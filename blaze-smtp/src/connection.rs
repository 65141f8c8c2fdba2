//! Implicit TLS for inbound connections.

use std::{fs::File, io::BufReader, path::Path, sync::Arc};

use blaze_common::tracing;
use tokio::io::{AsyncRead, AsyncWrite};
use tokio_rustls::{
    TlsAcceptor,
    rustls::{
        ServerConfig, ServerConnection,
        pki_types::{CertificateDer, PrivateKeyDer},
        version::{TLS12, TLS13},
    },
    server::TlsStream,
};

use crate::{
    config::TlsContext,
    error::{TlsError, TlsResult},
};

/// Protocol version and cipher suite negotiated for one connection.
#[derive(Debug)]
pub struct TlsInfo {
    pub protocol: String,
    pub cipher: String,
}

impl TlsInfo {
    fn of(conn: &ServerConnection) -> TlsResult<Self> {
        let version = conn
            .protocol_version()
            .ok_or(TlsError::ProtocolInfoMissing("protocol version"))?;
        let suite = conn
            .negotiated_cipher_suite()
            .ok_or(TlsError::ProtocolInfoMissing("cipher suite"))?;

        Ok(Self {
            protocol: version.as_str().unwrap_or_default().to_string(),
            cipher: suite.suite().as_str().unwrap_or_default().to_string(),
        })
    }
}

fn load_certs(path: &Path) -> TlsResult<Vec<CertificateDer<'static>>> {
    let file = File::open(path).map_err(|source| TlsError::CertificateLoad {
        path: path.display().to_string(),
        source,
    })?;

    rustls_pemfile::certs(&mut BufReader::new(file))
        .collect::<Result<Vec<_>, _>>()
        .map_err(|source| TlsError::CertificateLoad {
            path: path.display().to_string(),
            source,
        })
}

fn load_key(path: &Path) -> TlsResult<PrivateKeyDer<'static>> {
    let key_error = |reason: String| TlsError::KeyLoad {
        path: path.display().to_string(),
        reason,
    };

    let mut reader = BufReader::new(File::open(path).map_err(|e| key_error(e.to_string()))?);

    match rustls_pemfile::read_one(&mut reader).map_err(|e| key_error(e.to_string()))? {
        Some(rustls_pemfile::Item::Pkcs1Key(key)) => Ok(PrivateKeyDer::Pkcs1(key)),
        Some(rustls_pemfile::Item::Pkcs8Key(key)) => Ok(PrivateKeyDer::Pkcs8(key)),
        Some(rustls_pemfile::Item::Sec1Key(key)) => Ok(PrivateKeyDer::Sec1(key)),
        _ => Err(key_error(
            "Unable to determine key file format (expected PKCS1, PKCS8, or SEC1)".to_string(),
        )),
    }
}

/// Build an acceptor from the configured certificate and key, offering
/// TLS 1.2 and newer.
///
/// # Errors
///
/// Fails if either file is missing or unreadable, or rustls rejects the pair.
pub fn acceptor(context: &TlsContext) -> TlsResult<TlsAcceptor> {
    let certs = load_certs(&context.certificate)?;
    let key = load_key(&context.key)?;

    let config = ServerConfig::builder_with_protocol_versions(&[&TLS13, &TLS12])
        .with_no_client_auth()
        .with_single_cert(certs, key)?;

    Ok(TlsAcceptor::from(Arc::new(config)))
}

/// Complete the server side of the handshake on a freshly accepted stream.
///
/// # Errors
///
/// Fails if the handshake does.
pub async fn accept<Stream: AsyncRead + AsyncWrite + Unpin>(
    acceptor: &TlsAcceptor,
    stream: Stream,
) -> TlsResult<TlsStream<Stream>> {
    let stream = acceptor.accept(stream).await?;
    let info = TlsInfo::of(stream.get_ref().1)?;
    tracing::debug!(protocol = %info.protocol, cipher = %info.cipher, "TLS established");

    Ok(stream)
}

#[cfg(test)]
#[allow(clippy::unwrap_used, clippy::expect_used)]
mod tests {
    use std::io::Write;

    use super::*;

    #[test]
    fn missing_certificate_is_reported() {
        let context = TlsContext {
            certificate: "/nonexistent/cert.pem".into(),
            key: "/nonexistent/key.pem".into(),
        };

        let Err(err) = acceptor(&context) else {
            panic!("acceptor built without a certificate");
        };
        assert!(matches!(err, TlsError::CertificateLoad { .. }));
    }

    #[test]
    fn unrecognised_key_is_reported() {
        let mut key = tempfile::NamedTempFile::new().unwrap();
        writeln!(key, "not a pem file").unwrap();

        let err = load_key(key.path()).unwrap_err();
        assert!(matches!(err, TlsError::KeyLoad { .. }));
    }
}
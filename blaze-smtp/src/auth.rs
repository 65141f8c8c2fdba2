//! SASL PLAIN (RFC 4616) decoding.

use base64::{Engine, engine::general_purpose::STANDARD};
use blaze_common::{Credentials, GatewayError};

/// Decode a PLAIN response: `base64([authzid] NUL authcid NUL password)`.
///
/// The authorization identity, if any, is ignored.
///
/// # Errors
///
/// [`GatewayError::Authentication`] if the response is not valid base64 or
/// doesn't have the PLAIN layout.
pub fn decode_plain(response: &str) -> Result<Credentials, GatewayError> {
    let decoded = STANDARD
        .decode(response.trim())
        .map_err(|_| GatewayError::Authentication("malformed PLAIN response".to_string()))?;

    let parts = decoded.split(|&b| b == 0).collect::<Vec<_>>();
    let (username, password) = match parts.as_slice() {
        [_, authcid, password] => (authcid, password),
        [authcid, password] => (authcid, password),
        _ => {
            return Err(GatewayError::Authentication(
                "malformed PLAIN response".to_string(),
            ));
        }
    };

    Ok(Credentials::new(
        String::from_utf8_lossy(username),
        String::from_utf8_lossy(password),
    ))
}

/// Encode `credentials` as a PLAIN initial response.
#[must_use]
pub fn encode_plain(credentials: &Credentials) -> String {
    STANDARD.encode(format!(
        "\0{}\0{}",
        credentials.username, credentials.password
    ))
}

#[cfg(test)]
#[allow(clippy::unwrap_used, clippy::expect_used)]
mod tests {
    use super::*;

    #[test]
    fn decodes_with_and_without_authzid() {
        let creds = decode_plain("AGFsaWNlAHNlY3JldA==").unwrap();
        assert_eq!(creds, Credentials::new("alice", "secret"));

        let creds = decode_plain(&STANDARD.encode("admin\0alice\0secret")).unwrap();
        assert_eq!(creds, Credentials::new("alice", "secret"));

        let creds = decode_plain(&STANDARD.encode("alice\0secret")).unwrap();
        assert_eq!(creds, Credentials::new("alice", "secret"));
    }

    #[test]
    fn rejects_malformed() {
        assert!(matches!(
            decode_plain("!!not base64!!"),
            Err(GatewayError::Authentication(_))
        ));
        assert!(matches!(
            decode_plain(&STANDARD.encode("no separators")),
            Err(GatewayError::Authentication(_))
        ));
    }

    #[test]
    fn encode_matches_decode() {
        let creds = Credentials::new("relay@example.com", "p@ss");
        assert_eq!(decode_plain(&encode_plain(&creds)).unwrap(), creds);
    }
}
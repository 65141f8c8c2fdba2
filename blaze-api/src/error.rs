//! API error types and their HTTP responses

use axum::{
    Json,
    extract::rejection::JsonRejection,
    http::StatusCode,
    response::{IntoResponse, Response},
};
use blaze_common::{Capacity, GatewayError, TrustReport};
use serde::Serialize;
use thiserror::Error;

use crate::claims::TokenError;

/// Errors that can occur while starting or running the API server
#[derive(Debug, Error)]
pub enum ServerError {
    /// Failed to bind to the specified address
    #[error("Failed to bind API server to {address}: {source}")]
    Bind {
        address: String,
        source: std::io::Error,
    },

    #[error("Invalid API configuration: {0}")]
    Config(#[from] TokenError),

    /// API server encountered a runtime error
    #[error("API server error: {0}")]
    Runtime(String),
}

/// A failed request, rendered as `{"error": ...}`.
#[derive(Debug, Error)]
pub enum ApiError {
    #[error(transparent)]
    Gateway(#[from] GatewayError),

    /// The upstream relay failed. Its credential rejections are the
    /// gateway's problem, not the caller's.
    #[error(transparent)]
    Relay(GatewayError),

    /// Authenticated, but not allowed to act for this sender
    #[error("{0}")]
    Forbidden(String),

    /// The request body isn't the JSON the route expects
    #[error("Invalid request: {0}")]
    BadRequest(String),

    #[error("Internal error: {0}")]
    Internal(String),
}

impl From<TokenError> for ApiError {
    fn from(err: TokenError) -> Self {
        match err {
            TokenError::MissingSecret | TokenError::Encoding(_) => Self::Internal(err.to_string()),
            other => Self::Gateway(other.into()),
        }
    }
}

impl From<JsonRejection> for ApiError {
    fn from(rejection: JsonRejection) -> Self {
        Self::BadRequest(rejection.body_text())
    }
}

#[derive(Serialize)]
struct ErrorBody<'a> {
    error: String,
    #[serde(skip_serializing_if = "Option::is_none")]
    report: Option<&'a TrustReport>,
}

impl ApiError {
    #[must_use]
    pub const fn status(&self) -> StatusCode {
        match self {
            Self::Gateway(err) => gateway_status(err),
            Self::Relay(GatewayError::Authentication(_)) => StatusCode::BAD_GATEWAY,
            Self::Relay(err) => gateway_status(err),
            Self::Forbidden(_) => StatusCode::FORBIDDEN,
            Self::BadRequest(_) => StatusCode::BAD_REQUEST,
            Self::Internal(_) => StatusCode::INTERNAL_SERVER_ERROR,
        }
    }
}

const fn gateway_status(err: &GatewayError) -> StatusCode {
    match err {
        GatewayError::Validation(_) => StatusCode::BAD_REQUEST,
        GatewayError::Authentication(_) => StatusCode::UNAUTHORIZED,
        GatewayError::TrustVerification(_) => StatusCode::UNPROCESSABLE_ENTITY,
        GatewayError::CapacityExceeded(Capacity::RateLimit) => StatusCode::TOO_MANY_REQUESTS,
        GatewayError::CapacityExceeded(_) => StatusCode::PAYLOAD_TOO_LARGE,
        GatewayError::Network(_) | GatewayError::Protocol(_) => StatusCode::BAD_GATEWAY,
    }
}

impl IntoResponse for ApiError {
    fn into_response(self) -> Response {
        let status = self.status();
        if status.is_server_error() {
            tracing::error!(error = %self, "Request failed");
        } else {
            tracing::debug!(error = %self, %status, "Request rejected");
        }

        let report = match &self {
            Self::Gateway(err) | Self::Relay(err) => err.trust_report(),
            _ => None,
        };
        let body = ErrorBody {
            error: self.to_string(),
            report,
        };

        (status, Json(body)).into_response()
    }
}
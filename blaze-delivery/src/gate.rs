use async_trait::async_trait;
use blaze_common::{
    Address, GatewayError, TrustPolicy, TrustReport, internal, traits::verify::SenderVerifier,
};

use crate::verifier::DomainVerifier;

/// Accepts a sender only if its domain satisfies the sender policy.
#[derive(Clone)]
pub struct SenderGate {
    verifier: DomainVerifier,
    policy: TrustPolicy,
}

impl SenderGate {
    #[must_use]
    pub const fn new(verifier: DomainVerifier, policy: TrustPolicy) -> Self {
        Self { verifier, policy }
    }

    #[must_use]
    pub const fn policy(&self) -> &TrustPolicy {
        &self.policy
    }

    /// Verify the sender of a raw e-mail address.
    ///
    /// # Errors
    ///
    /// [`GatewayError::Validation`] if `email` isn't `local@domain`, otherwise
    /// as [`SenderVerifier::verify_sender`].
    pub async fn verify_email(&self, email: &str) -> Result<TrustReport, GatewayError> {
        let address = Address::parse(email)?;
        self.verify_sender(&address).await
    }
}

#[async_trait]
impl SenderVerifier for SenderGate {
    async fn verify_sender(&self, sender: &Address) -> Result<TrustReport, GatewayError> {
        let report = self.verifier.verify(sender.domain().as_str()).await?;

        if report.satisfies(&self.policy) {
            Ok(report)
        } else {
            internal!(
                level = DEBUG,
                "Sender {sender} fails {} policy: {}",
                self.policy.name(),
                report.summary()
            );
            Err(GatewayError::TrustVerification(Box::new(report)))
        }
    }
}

Work required | What lines in the material above hold the word "ApiError"? Pull them out.

Written solution |
pub enum ApiError {
impl From<TokenError> for ApiError {
impl From<JsonRejection> for ApiError {
impl ApiError {
impl IntoResponse for ApiError {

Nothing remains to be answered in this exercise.